The congestion enveloping major American cities, and the aggressive, even murderous driving it engenders, must deplete the spirits of the people who have to confront them day after day. I find myself worn out after only a single day in the midst of paralyzing sprawl, and have a hard time imagining the effect on those who have to crawl their way though it hundreds of times every year.

The ongoing racism that seems to be an endemic element of America life, the murders that spiral to eight or nine times the rate in countries supposedly similar to ourselves, the increasing incidence of gated communities where those who must have 15,000 square foot houses feel threatened by the underlings all around them, a national debt that cannot be brought under control, the garbage strewn in every public area and the aggressive signs that warn of dire consequences for people who throw it around, the daily reports of police brutality and prosecutorial misconduct -- all of it seems to indicate a people who have lost their way and are stumbling blindly.

Even so, we all know that's not the whole story and that there's much in America that's decent, and inventive, and intelligent. But it needs to be freed from the debilitating conditions and attitudes that weigh it down.

One of our problems is that we're obsessed with new technologies that will wash away our difficulties. It's a delusion, of course. No invention is going to give us what we need to liberate our better nature.

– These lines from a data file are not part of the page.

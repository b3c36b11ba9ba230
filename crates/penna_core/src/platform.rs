//! Publishing platforms and their length limits.

use serde::{Deserialize, Serialize};

/// A publishing target platform.
///
/// # Examples
///
/// ```
/// use penna_core::Platform;
///
/// assert_eq!(format!("{}", Platform::LinkedIn), "linkedin");
/// assert_ne!(Platform::LinkedIn, Platform::Medium);
/// ```
#[derive(
    Debug,
    Clone,
    Copy,
    PartialEq,
    Eq,
    PartialOrd,
    Ord,
    Hash,
    Serialize,
    Deserialize,
    derive_more::Display,
)]
#[serde(rename_all = "lowercase")]
pub enum Platform {
    /// Short-form post target
    #[display("linkedin")]
    LinkedIn,
    /// Long-form article target
    #[display("medium")]
    Medium,
}

/// Per-platform hard length ceilings.
///
/// Loaded once from configuration and treated as read-only for the life of
/// the process. The reserved margins are the headroom subtracted from the
/// ceiling when instructing the model, so that most outputs land under the
/// limit without trimming.
///
/// # Examples
///
/// ```
/// use penna_core::{Platform, PlatformLimits};
///
/// let limits = PlatformLimits::default();
/// assert_eq!(limits.max_length(Platform::LinkedIn), 3000);
/// assert_eq!(limits.target_length(Platform::LinkedIn), 2750);
/// assert_eq!(limits.target_length(Platform::Medium), 4500);
/// ```
#[derive(Debug, Clone, Copy, PartialEq, Eq, Serialize, Deserialize)]
pub struct PlatformLimits {
    /// Hard character ceiling for LinkedIn posts
    pub linkedin: usize,
    /// Hard character ceiling for Medium articles
    pub medium: usize,
}

/// Prompt headroom for short-form content.
const SHORT_FORM_MARGIN: usize = 250;
/// Prompt headroom for long-form content.
const LONG_FORM_MARGIN: usize = 500;

impl Default for PlatformLimits {
    fn default() -> Self {
        Self {
            linkedin: 3000,
            medium: 5000,
        }
    }
}

impl PlatformLimits {
    /// Hard character ceiling for the given platform.
    pub fn max_length(&self, platform: Platform) -> usize {
        match platform {
            Platform::LinkedIn => self.linkedin,
            Platform::Medium => self.medium,
        }
    }

    /// Reserved margin subtracted from the ceiling in generation prompts.
    pub fn margin(&self, platform: Platform) -> usize {
        match platform {
            Platform::LinkedIn => SHORT_FORM_MARGIN,
            Platform::Medium => LONG_FORM_MARGIN,
        }
    }

    /// Character budget passed to the model as an instruction.
    pub fn target_length(&self, platform: Platform) -> usize {
        self.max_length(platform)
            .saturating_sub(self.margin(platform))
    }
}
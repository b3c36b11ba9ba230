//! Core data types and text algorithms for the Penna content agent.
//!
//! This crate holds the platform-independent building blocks: the platform
//! enum and its length limits, the research/history/content records that
//! flow through a cycle, the chat-completion wire types, and the pure
//! length-control algorithms (trimming and title cleaning) that enforce
//! per-platform character budgets.

#![forbid(unsafe_code)]
#![warn(missing_docs)]

mod content;
mod history;
mod platform;
mod research;
mod trim;
mod wire;

pub use content::GeneratedContent;
pub use history::HistoryEntry;
pub use platform::{Platform, PlatformLimits};
pub use research::ResearchResult;
pub use trim::{clean_title, trim_to_limit};
pub use wire::{ChatChoice, ChatMessage, ChatRequest, ChatResponse};
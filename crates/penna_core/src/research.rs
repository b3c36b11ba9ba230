//! Research records produced at the start of a cycle.

use serde::{Deserialize, Serialize};

/// One researched query and the insights generated for it.
///
/// Ephemeral: produced during the research stage and consumed immediately
/// by topic selection, never persisted.
///
/// # Examples
///
/// ```
/// use penna_core::ResearchResult;
///
/// let result = ResearchResult {
///     query: "AI agents in production".to_string(),
///     insights: "Most deployments fail at the evaluation stage.".to_string(),
/// };
/// assert!(result.insights.contains("evaluation"));
/// ```
#[derive(Debug, Clone, PartialEq, Eq, Serialize, Deserialize)]
pub struct ResearchResult {
    /// The research query that was asked
    pub query: String,
    /// Generated insights for the query
    pub insights: String,
}
//! Chat-completion client for the Penna content agent.
//!
//! This crate provides the [`CompletionDriver`] trait that the agent crates
//! are generic over, plus [`CompletionClient`], the reqwest-based
//! implementation for an OpenAI-shaped chat-completions endpoint.

#![forbid(unsafe_code)]
#![warn(missing_docs)]

mod client;
mod driver;

pub use client::CompletionClient;
pub use driver::CompletionDriver;
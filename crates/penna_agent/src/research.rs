//! Research stage: sampled queries against the completion driver.

use crate::prompts;
use penna_client::CompletionDriver;
use penna_core::ResearchResult;
use rand::seq::SliceRandom;
use std::sync::Arc;
use std::time::Duration;
use tracing::{info, instrument, warn};

const RESEARCH_MAX_TOKENS: u32 = 1000;
const RESEARCH_TEMPERATURE: f32 = 0.7;
/// Pause between consecutive research queries, to respect upstream rate
/// limits. Pacing policy, not a correctness requirement.
const DEFAULT_PACING: Duration = Duration::from_secs(2);

/// Runs the research stage of a cycle.
///
/// Samples `queries_per_cycle` topics uniformly from the configured pool to
/// keep content diverse, and generates insights for each. A failed insight
/// call is replaced with a placeholder so one bad query never sinks the
/// stage; the stage yields zero results only when the pool itself is empty.
pub struct Researcher<D> {
    driver: Arc<D>,
    topics: Vec<String>,
    queries_per_cycle: usize,
    pacing: Duration,
}

impl<D: CompletionDriver> Researcher<D> {
    /// Creates a researcher over the given topic pool.
    pub fn new(driver: Arc<D>, topics: Vec<String>, queries_per_cycle: usize) -> Self {
        Self {
            driver,
            topics,
            queries_per_cycle,
            pacing: DEFAULT_PACING,
        }
    }

    /// Overrides the inter-query pacing delay.
    pub fn with_pacing(mut self, pacing: Duration) -> Self {
        self.pacing = pacing;
        self
    }

    /// Research a random sample of the topic pool.
    #[instrument(skip(self))]
    pub async fn research(&self) -> Vec<ResearchResult> {
        info!("Starting research on configured topics");

        let selected: Vec<String> = {
            let mut rng = rand::thread_rng();
            self.topics
                .choose_multiple(&mut rng, self.queries_per_cycle.min(self.topics.len()))
                .cloned()
                .collect()
        };

        let mut results = Vec::with_capacity(selected.len());
        for query in selected {
            info!(query = %query, "Researching");
            let insights = self.insights_for(&query).await;
            results.push(ResearchResult { query, insights });
            tokio::time::sleep(self.pacing).await;
        }

        info!(count = results.len(), "Research completed");
        results
    }

    async fn insights_for(&self, query: &str) -> String {
        let prompt = prompts::research_prompt(query);
        match self
            .driver
            .complete(&prompt, RESEARCH_MAX_TOKENS, RESEARCH_TEMPERATURE)
            .await
        {
            Ok(insights) => insights,
            Err(e) => {
                warn!(query = %query, error = %e, "Insight generation failed, using placeholder");
                format!("Research insights for {query} (placeholder due to error)")
            }
        }
    }
}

Rather, it has to be something from the realm of that overused term, "values."

Driving up Interstate 81 a few days ago, I whizzed past the little town of New Market, where, in 1864, cadets from the Virginia Military Institute, some of them no more than twelve years old, joined with Confederate Army units in an attempt to drive the invading Federal Army out of the Shenandoah Valley. Ten of the boys died as a result of the battle. A roadside sign advertises a "Hall of Valor" which is, evidently, a museum commemorating the cadets' participation in the engagement.

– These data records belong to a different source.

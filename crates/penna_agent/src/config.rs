//! Agent configuration and credential loading.

use penna_core::{Platform, PlatformLimits};
use penna_error::{ConfigError, PennaError, PennaResult};
use serde::{Deserialize, Serialize};
use std::path::{Path, PathBuf};

/// Configuration for the content agent.
///
/// Loaded once at startup from a TOML file and passed by value into the
/// orchestrator; there is no ambient or global configuration lookup.
#[derive(Debug, Clone, Serialize, Deserialize)]
pub struct AgentConfig {
    /// Research-stage settings
    pub research: ResearchSettings,
    /// Per-platform hard length ceilings
    #[serde(default)]
    pub limits: PlatformLimits,
    /// Agent-level settings
    pub agent: AgentSettings,
    /// Completion API settings
    pub api: ApiSettings,
    /// Content-style guidelines fed to generation prompts
    #[serde(default)]
    pub guidelines: ContentGuidelines,
}

impl AgentConfig {
    /// Load agent configuration from a TOML file.
    pub fn from_file(path: impl AsRef<Path>) -> PennaResult<Self> {
        let content = std::fs::read_to_string(path.as_ref()).map_err(|e| {
            PennaError::from(ConfigError::new(format!(
                "Failed to read config file {}: {}",
                path.as_ref().display(),
                e
            )))
        })?;

        let config: Self = toml::from_str(&content).map_err(|e| {
            PennaError::from(ConfigError::new(format!("Failed to parse config: {}", e)))
        })?;

        config.validate()?;
        Ok(config)
    }

    /// Reject configurations the agent cannot run on.
    pub fn validate(&self) -> PennaResult<()> {
        if self.research.topics.is_empty() {
            Err(ConfigError::new("research topic list is empty"))?;
        }
        if self.research.queries_per_cycle == 0 {
            Err(ConfigError::new("queries_per_cycle must be at least 1"))?;
        }
        if self.agent.platforms.is_empty() {
            Err(ConfigError::new("no publishing platforms enabled"))?;
        }
        Ok(())
    }

    /// Whether a platform is in the enabled set.
    pub fn platform_enabled(&self, platform: Platform) -> bool {
        self.agent.platforms.contains(&platform)
    }

    /// Path of the history file inside the content directory.
    pub fn history_path(&self) -> PathBuf {
        self.agent.content_dir.join("history.json")
    }
}

/// Research-stage settings.
#[derive(Debug, Clone, Serialize, Deserialize)]
pub struct ResearchSettings {
    /// Pool of research queries to sample from
    pub topics: Vec<String>,
    /// How many queries to research per cycle
    pub queries_per_cycle: usize,
}

/// Agent-level settings.
#[derive(Debug, Clone, Serialize, Deserialize)]
pub struct AgentSettings {
    /// Enabled publishing platforms
    pub platforms: Vec<Platform>,
    /// Hours between content cycles
    pub post_interval_hours: u64,
    /// Directory for history and backup artifacts
    pub content_dir: PathBuf,
}

/// Completion API settings.
#[derive(Debug, Clone, Serialize, Deserialize)]
pub struct ApiSettings {
    /// Model identifier sent with every request
    pub model: String,
    /// Token budget for content-generation calls
    pub max_tokens: u32,
}

/// Content-style guidelines fed into generation prompts.
#[derive(Debug, Clone, Default, Serialize, Deserialize)]
pub struct ContentGuidelines {
    /// Phrases the model is instructed never to use
    #[serde(default)]
    pub avoid_phrases: Vec<String>,
}

/// Secrets resolved from the process environment.
///
/// Only the completion API key is required; missing publisher credentials
/// leave that integration unconfigured rather than failing startup.
#[derive(Debug, Clone)]
pub struct Credentials {
    /// Bearer token for the completion API
    pub completion_api_key: String,
    /// LinkedIn OAuth token
    pub linkedin_access_token: Option<String>,
    /// LinkedIn author identity URN
    pub linkedin_person_urn: Option<String>,
    /// Medium integration token
    pub medium_integration_token: Option<String>,
}

impl Credentials {
    /// Resolve credentials from environment variables.
    ///
    /// # Errors
    ///
    /// Returns a [`ConfigError`] when `PERPLEXITY_API_KEY` is unset; this
    /// is the one credential the agent cannot run without.
    pub fn from_env() -> PennaResult<Self> {
        let completion_api_key = env_var("PERPLEXITY_API_KEY").ok_or_else(|| {
            PennaError::from(ConfigError::new(
                "PERPLEXITY_API_KEY environment variable required",
            ))
        })?;

        Ok(Self {
            completion_api_key,
            linkedin_access_token: env_var("LINKEDIN_ACCESS_TOKEN"),
            linkedin_person_urn: env_var("LINKEDIN_PERSON_URN"),
            medium_integration_token: env_var("MEDIUM_INTEGRATION_TOKEN"),
        })
    }

    /// Whether both LinkedIn credentials are present.
    pub fn linkedin_configured(&self) -> bool {
        self.linkedin_access_token.is_some() && self.linkedin_person_urn.is_some()
    }
}

fn env_var(name: &str) -> Option<String> {
    std::env::var(name).ok().filter(|v| !v.trim().is_empty())
}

Involuntarily, the thought swept over me -- God! I'm sick and tired of words like "valor." Maybe that's how we could start something new to give us a fresh view of life, by reconsidering what we celebrate and what we sentimentalize. Sending boys off to be chopped in a meaningless battle in a war that was lost: is that an act to be glorified or should be it seen as the epitome of stupidity?

I've answered the question for myself, and I wish I could encourage others to, at least, present such queries to themselves.  If we all began doing it, might we shake off some of the baggage that seems to be dragging us down? We need something to help us clear our minds or otherwise we're going to sink into increasing weariness, and get so tired we can't begin to solve our current problems.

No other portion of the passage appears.